Она бросила взгляд на стол, потом на окно, в тот самый момент, когда особенно сильный порыв ветра плеснул в него дождём.

— На хрен, — услышал я в ответ. — У меня в голове всё на хрен перемешалось, — а потом добавила с неожиданной для меня злобой: — Они все умерли и оставили меня здесь.

Если вульгарность её речи у кого-то и не вызывала неприятия, так это у меня. Я очень хорошо её понимал. Возможно, милосердие не знает принужденья, миллионы живут и умирают с этой идеей, но… но нам свойственно такое состояние, как ожидание смерти. Да, свойственно.

— Не следовало ему этого брать, но он не знал, — добавила Элизабет.

— Брать что? — спросил я.

— Этого, — доходчиво объяснила она и кивнула. — Я хочу в поезд. Хочу выбраться отсюда до того, как придёт большой мальчик.

После этого мы оба замолчали. Элизабет закрыла глаза и вроде бы заснула в инвалидном кресле.

Чтобы чем-то себя занять, я поднялся со стула, который хорошо смотрелся бы в джентльменском клубе, и подошёл к столу. Поднял фарфоровые фигурки мальчика и девочки, посмотрел, отставил в сторону. Рассеянно почесал руку, которой не было, продолжая разглядывать художественный беспорядок. Статуэток на полированной деревянной поверхности было точно больше сотни, а может — и двух. Я обратил внимание на фарфоровую женщину со старомодным чепцом на голове (чепец молочницы, подумалось мне), но брать не стал. Во-первых, головной убор не тот, во-вторых, женщина слишком молода. Нашёл другую женщину, с длинными крашеными волосами, и вот она устроила меня в большей степени. Да, волосы чуть длиннее и чуть темнее, но…
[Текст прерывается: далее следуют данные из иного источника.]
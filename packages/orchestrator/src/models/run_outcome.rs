use chrono::{DateTime, Utc};
use serde::{Deserialize, Serialize};
use uuid::Uuid;

use super::WorkerRole;

/// Result state of one supervised worker launch.
#[derive(Debug, Clone, Copy, PartialEq, Eq, Serialize, Deserialize, sqlx::Type)]
#[sqlx(type_name = "run_status", rename_all = "lowercase")]
#[serde(rename_all = "lowercase")]
pub enum RunStatus {
    Running,
    Success,
    Failed,
    Timeout,
}

impl RunStatus {
    pub fn as_str(&self) -> &'static str {
        match self {
            RunStatus::Running => "running",
            RunStatus::Success => "success",
            RunStatus::Failed => "failed",
            RunStatus::Timeout => "timeout",
        }
    }
}

/// The supervisor's record of one worker-process execution.
///
/// Exactly one row exists per launch: created when the process
/// starts, finalized on exit with the duration and the tail of the
/// live log.
#[derive(Debug, Clone, Serialize, Deserialize, sqlx::FromRow)]
pub struct RunOutcome {
    pub id: Uuid,
    pub slot: i32,
    #[sqlx(try_from = "String")]
    pub role: RoleColumn,
    pub started_at: DateTime<Utc>,
    pub ended_at: Option<DateTime<Utc>>,
    pub duration_secs: Option<f64>,
    pub status: RunStatus,
    pub output_tail: Option<String>,
}

/// Newtype so `WorkerRole` round-trips through a plain text column.
#[derive(Debug, Clone, Copy, PartialEq, Eq, Serialize, Deserialize)]
pub struct RoleColumn(pub WorkerRole);

impl TryFrom<String> for RoleColumn {
    type Error = anyhow::Error;

    fn try_from(value: String) -> Result<Self, Self::Error> {
        value.parse().map(RoleColumn)
    }
}

impl RunOutcome {
    pub fn begin(slot: i32, role: WorkerRole) -> Self {
        Self {
            id: Uuid::new_v4(),
            slot,
            role: RoleColumn(role),
            started_at: Utc::now(),
            ended_at: None,
            duration_secs: None,
            status: RunStatus::Running,
            output_tail: None,
        }
    }
}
Нет, не темнее и не длиннее, потому что Пэм ходила в салон красоты, известный так же как Фонтан юности кризиса среднего возраста.

Я держал статуэтку в руке, сожалея, что у меня нет дома, куда бы её поселить, и книги, которую она могла бы почитать.

Попытался переложить статуэтку в правую руку (совершенно естественное желание, потому что моя правая рука была на положенном месте, я её чувствовал), и статуэтка с громким стуком упала на стол. Не разбилась, но Элизабет открыла глаза.

— Дик! Это поезд? Уже был свисток? Объявляли посадку?

— Пока нет, — ответил я. — Поспите ещё немного.

— Ты это найдёшь на лестничной площадке второго этажа, — сказала она, будто я её о чём-то спрашивал, и опять закрыла глаза. — Скажи мне, когда подойдёт поезд. Меня тошнит от этой станции. И остерегайся большого мальчика. Этот мандализ может быть где угодно.